- **Assigned task**:
On every line of the listing, check for "Duration"; copy the lines that have it.
Start of Block
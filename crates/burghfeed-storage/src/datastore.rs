//! Remote tabular datastore: the trait the pipeline publishes through, a CKAN client and an in-process store.

use std::collections::BTreeMap;
use std::fmt;
use std::future::Future;
use std::sync::Mutex;
use std::time::Duration;

use anyhow::Context;
use async_trait::async_trait;
use burghfeed_core::{Period, WireField, PERIOD_FIELD};
use serde::{Deserialize, Serialize};
use serde_json::{json, Map as JsonMap, Value as JsonValue};
use thiserror::Error;
use tracing::debug;

use crate::{classify_reqwest_error, classify_status, RetryDisposition};

/// One row on the wire, keyed by publish name.
pub type Row = JsonMap<String, JsonValue>;

#[derive(Debug, Clone, PartialEq, Eq, Hash, PartialOrd, Ord, Serialize, Deserialize)]
pub struct ResourceId(pub String);

impl fmt::Display for ResourceId {
    fn fmt(&self, f: &mut fmt::Formatter<'_>) -> fmt::Result {
        f.write_str(&self.0)
    }
}

#[derive(Debug, Error)]
pub enum DatastoreError {
    #[error("datastore call `{operation}` timed out after {timeout:?}")]
    Timeout {
        operation: &'static str,
        timeout: Duration,
    },
    #[error("datastore request `{operation}` failed: {source}")]
    Request {
        operation: &'static str,
        #[source]
        source: reqwest::Error,
    },
    #[error("datastore returned http {status} for `{operation}`: {body}")]
    HttpStatus {
        operation: &'static str,
        status: u16,
        body: String,
    },
    #[error("datastore rejected `{operation}`: {message}")]
    Rejected {
        operation: &'static str,
        message: String,
    },
    #[error("unknown datastore resource {0}")]
    UnknownResource(ResourceId),
}

impl DatastoreError {
    /// Surfaced to callers so they can report it; nothing below the orchestrator retries.
    pub fn disposition(&self) -> RetryDisposition {
        match self {
            DatastoreError::Timeout { .. } => RetryDisposition::Retryable,
            DatastoreError::Request { source, .. } => classify_reqwest_error(source),
            DatastoreError::HttpStatus { status, .. } => reqwest::StatusCode::from_u16(*status)
                .map(classify_status)
                .unwrap_or(RetryDisposition::NonRetryable),
            DatastoreError::Rejected { .. } | DatastoreError::UnknownResource(_) => {
                RetryDisposition::NonRetryable
            }
        }
    }
}

/// Bounds one datastore call; the only suspension point in the pipeline that needs a limit.
pub async fn bounded<T, F>(operation: &'static str, timeout: Duration, fut: F) -> Result<T, DatastoreError>
where
    F: Future<Output = Result<T, DatastoreError>>,
{
    match tokio::time::timeout(timeout, fut).await {
        Ok(result) => result,
        Err(_) => Err(DatastoreError::Timeout { operation, timeout }),
    }
}

#[async_trait]
pub trait Datastore: Send + Sync {
    /// Looks a resource up by name without creating it.
    async fn find_resource(&self, name: &str) -> Result<Option<ResourceId>, DatastoreError>;

    async fn create_or_get_resource(
        &self,
        name: &str,
        fields: &[WireField],
        key_fields: &[String],
    ) -> Result<ResourceId, DatastoreError>;

    /// Number of rows whose `period` column equals `period`.
    async fn query_period_count(&self, resource: &ResourceId, period: Period) -> Result<u64, DatastoreError>;

    async fn insert(&self, resource: &ResourceId, rows: &[Row], fields: &[WireField]) -> Result<(), DatastoreError>;

    async fn upsert(
        &self,
        resource: &ResourceId,
        rows: &[Row],
        fields: &[WireField],
        key_fields: &[String],
    ) -> Result<(), DatastoreError>;

    /// Empties an existing resource and writes `rows`. Fails on resources that were never created.
    async fn clear_and_reload(
        &self,
        resource: &ResourceId,
        rows: &[Row],
        fields: &[WireField],
        key_fields: &[String],
    ) -> Result<(), DatastoreError>;
}

#[derive(Debug, Clone)]
pub struct CkanConfig {
    pub base_url: String,
    pub package_id: String,
    pub api_key: Option<String>,
    pub timeout: Duration,
    pub user_agent: Option<String>,
}

/// CKAN action-API client (`/api/3/action/*`).
#[derive(Debug, Clone)]
pub struct CkanDatastore {
    client: reqwest::Client,
    config: CkanConfig,
}

#[derive(Debug, Deserialize)]
struct ActionResponse {
    success: bool,
    #[serde(default)]
    result: JsonValue,
    #[serde(default)]
    error: JsonValue,
}

impl CkanDatastore {
    pub fn new(config: CkanConfig) -> anyhow::Result<Self> {
        let mut builder = reqwest::Client::builder().gzip(true).timeout(config.timeout);
        if let Some(user_agent) = &config.user_agent {
            builder = builder.user_agent(user_agent.clone());
        }
        let client = builder.build().context("building CKAN client")?;
        Ok(Self { client, config })
    }

    fn action_url(&self, action: &str) -> String {
        format!(
            "{}/api/3/action/{}",
            self.config.base_url.trim_end_matches('/'),
            action
        )
    }

    async fn action(&self, operation: &'static str, action: &str, body: JsonValue) -> Result<JsonValue, DatastoreError> {
        let mut request = self.client.post(self.action_url(action)).json(&body);
        if let Some(key) = &self.config.api_key {
            request = request.header(reqwest::header::AUTHORIZATION, key);
        }
        debug!(action, "ckan action");
        let resp = request.send().await.map_err(|source| {
            if source.is_timeout() {
                DatastoreError::Timeout {
                    operation,
                    timeout: self.config.timeout,
                }
            } else {
                DatastoreError::Request { operation, source }
            }
        })?;
        let status = resp.status();
        let text = resp
            .text()
            .await
            .map_err(|source| DatastoreError::Request { operation, source })?;
        if !status.is_success() {
            return Err(DatastoreError::HttpStatus {
                operation,
                status: status.as_u16(),
                body: text,
            });
        }
        let parsed: ActionResponse = serde_json::from_str(&text).map_err(|e| DatastoreError::Rejected {
            operation,
            message: format!("unparseable response: {e}"),
        })?;
        if !parsed.success {
            return Err(DatastoreError::Rejected {
                operation,
                message: parsed.error.to_string(),
            });
        }
        Ok(parsed.result)
    }

    async fn write_rows(
        &self,
        operation: &'static str,
        resource: &ResourceId,
        rows: &[Row],
        method: &str,
    ) -> Result<(), DatastoreError> {
        self.action(
            operation,
            "datastore_upsert",
            json!({
                "resource_id": resource.0,
                "records": rows,
                "method": method,
                "force": true,
            }),
        )
        .await
        .map(|_| ())
    }
}
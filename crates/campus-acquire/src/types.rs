use serde::Serialize;
use std::collections::BTreeMap;
use std::fmt;
use std::time::Duration;
use thiserror::Error;

use campus_model::RawDocument;
use campus_validate::InvalidReason;

/// Identifier of one link in the acquisition chain, in chain order.
#[derive(Debug, Clone, Copy, PartialEq, Eq, Hash, Serialize)]
#[serde(rename_all = "kebab-case")]
pub enum StrategyKind {
    BrowserProfile,
    Session,
    AlternateProtocol,
    ScriptedRendering,
    BrowserAutomation,
}

impl StrategyKind {
    pub fn name(self) -> &'static str {
        match self {
            StrategyKind::BrowserProfile => "browser-profile",
            StrategyKind::Session => "session",
            StrategyKind::AlternateProtocol => "alternate-protocol",
            StrategyKind::ScriptedRendering => "scripted-rendering",
            StrategyKind::BrowserAutomation => "browser-automation",
        }
    }
}

impl fmt::Display for StrategyKind {
    fn fmt(&self, f: &mut fmt::Formatter<'_>) -> fmt::Result {
        f.write_str(self.name())
    }
}

#[derive(Debug, Clone, Copy, PartialEq, Eq, Serialize)]
#[serde(rename_all = "UPPERCASE")]
pub enum Method {
    Get,
    Post,
}

/// Cookie name → value, ordered by name.
#[derive(Debug, Clone, Default, PartialEq, Eq, Serialize)]
#[serde(transparent)]
pub struct CookieSet(BTreeMap<String, String>);

impl CookieSet {
    pub fn new() -> Self {
        Self::default()
    }

    pub fn insert(&mut self, name: impl Into<String>, value: impl Into<String>) {
        self.0.insert(name.into(), value.into());
    }

    pub fn get(&self, name: &str) -> Option<&str> {
        self.0.get(name).map(String::as_str)
    }

    /// Add every cookie of `other`, replacing values of the same name.
    pub fn merge(&mut self, other: &CookieSet) {
        for (k, v) in &other.0 {
            self.0.insert(k.clone(), v.clone());
        }
    }

    pub fn iter(&self) -> impl Iterator<Item = (&str, &str)> {
        self.0.iter().map(|(k, v)| (k.as_str(), v.as_str()))
    }

    pub fn len(&self) -> usize {
        self.0.len()
    }

    pub fn is_empty(&self) -> bool {
        self.0.is_empty()
    }

    /// Parse a `Cookie` request header value (`a=1; b=2`).
    pub fn parse_header(header: &str) -> Self {
        header
            .split(';')
            .filter_map(|pair| {
                let (name, value) = pair.trim().split_once('=')?;
                let name = name.trim();
                (!name.is_empty()).then(|| (name.to_string(), value.trim().to_string()))
            })
            .collect()
    }
}

impl FromIterator<(String, String)> for CookieSet {
    fn from_iter<I: IntoIterator<Item = (String, String)>>(iter: I) -> Self {
        Self(iter.into_iter().collect())
    }
}

/// What to fetch. Built once per logical request and shared by every attempt.
#[derive(Debug, Clone)]
pub struct FetchRequest {
    pub url: String,
    pub method: Method,
    /// Form fields sent urlencoded with POST.
    pub form: Vec<(String, String)>,
    /// Extra headers applied after the strategy's own identity headers.
    pub headers: Vec<(String, String)>,
    pub cookies: CookieSet,
}

impl FetchRequest {
    pub fn get(url: impl Into<String>) -> Self {
        Self {
            url: url.into(),
            method: Method::Get,
            form: Vec::new(),
            headers: Vec::new(),
            cookies: CookieSet::new(),
        }
    }

    pub fn post<K, V>(url: impl Into<String>, form: impl IntoIterator<Item = (K, V)>) -> Self
    where
        K: Into<String>,
        V: Into<String>,
    {
        Self {
            method: Method::Post,
            form: form.into_iter().map(|(k, v)| (k.into(), v.into())).collect(),
            ..Self::get(url)
        }
    }

    pub fn with_header(mut self, name: impl Into<String>, value: impl Into<String>) -> Self {
        self.headers.push((name.into(), value.into()));
        self
    }

    pub fn with_cookie(mut self, name: impl Into<String>, value: impl Into<String>) -> Self {
        self.cookies.insert(name, value);
        self
    }
}

/// A response produced by one strategy, before validation.
#[derive(Debug, Clone, Default)]
pub struct Fetched {
    pub status: u16,
    pub body: String,
    pub final_url: String,
    pub headers: Vec<(String, String)>,
    /// Cookies the strategy observed, redirects included.
    pub cookies: CookieSet,
    /// Raw `Set-Cookie` lines of the final response.
    pub set_cookie_lines: Vec<String>,
    pub encoding: Option<String>,
}

/// Why a strategy produced no response.
#[derive(Debug, Error)]
pub enum AttemptError {
    #[error("transport error: {0}")]
    Transport(#[from] reqwest::Error),

    #[error("timed out after {0:?}")]
    Timeout(Duration),

    #[error("browser error: {0}")]
    Browser(String),

    #[error("unsupported request: {0}")]
    Unsupported(String),
}

/// How one attempt ended.
#[derive(Debug, Clone, PartialEq, Serialize)]
#[serde(tag = "outcome", content = "detail", rename_all = "snake_case")]
pub enum AttemptOutcome {
    Accepted,
    Rejected(InvalidReason),
    Failed(String),
}

/// Log entry for one strategy attempt.
#[derive(Debug, Clone, PartialEq, Serialize)]
pub struct FetchAttempt {
    pub strategy: StrategyKind,
    pub status: Option<u16>,
    pub elapsed_ms: u64,
    #[serde(flatten)]
    pub outcome: AttemptOutcome,
}

impl fmt::Display for FetchAttempt {
    fn fmt(&self, f: &mut fmt::Formatter<'_>) -> fmt::Result {
        match &self.outcome {
            AttemptOutcome::Accepted => write!(f, "{}: accepted", self.strategy),
            AttemptOutcome::Rejected(reason) => write!(f, "{}: rejected ({reason})", self.strategy),
            AttemptOutcome::Failed(e) => write!(f, "{}: failed ({e})", self.strategy),
        }
    }
}

/// A validated response plus everything gathered on the way to it.
#[derive(Debug, Clone, Serialize)]
pub struct AcquisitionResult {
    pub body: String,
    pub status: u16,
    pub final_url: String,
    pub headers: Vec<(String, String)>,
    /// Cookies accumulated across every attempt.
    pub cookies: CookieSet,
    pub set_cookie_lines: Vec<String>,
    pub encoding: Option<String>,
    pub strategy: StrategyKind,
    pub attempts: Vec<FetchAttempt>,
}

impl AcquisitionResult {
    pub fn document(&self) -> RawDocument {
        RawDocument::with_encoding(self.body.clone(), self.encoding.clone())
    }
}

#[derive(Debug, Error)]
pub enum AcquireError {
    #[error("{}", exhausted_message(.attempts, .deadline_exceeded))]
    Exhausted {
        attempts: Vec<FetchAttempt>,
        deadline_exceeded: bool,
    },
}

fn exhausted_message(attempts: &[FetchAttempt], deadline_exceeded: &bool) -> String {
    let mut msg = if *deadline_exceeded {
        "deadline exceeded before a valid response".to_string()
    } else {
        "all acquisition strategies failed".to_string()
    };
    if !attempts.is_empty() {
        let log: Vec<String> = attempts.iter().map(ToString::to_string).collect();
        msg.push_str(": ");
        msg.push_str(&log.join("; "));
    }
    msg
}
End of Block
- **Task response**:
use std::time::Duration;
        timeout: Duration,
pub async fn bounded<T, F>(operation: &'static str, timeout: Duration, fut: F) -> Result<T, DatastoreError>
    pub timeout: Duration,
use std::time::Duration;
    Timeout(Duration),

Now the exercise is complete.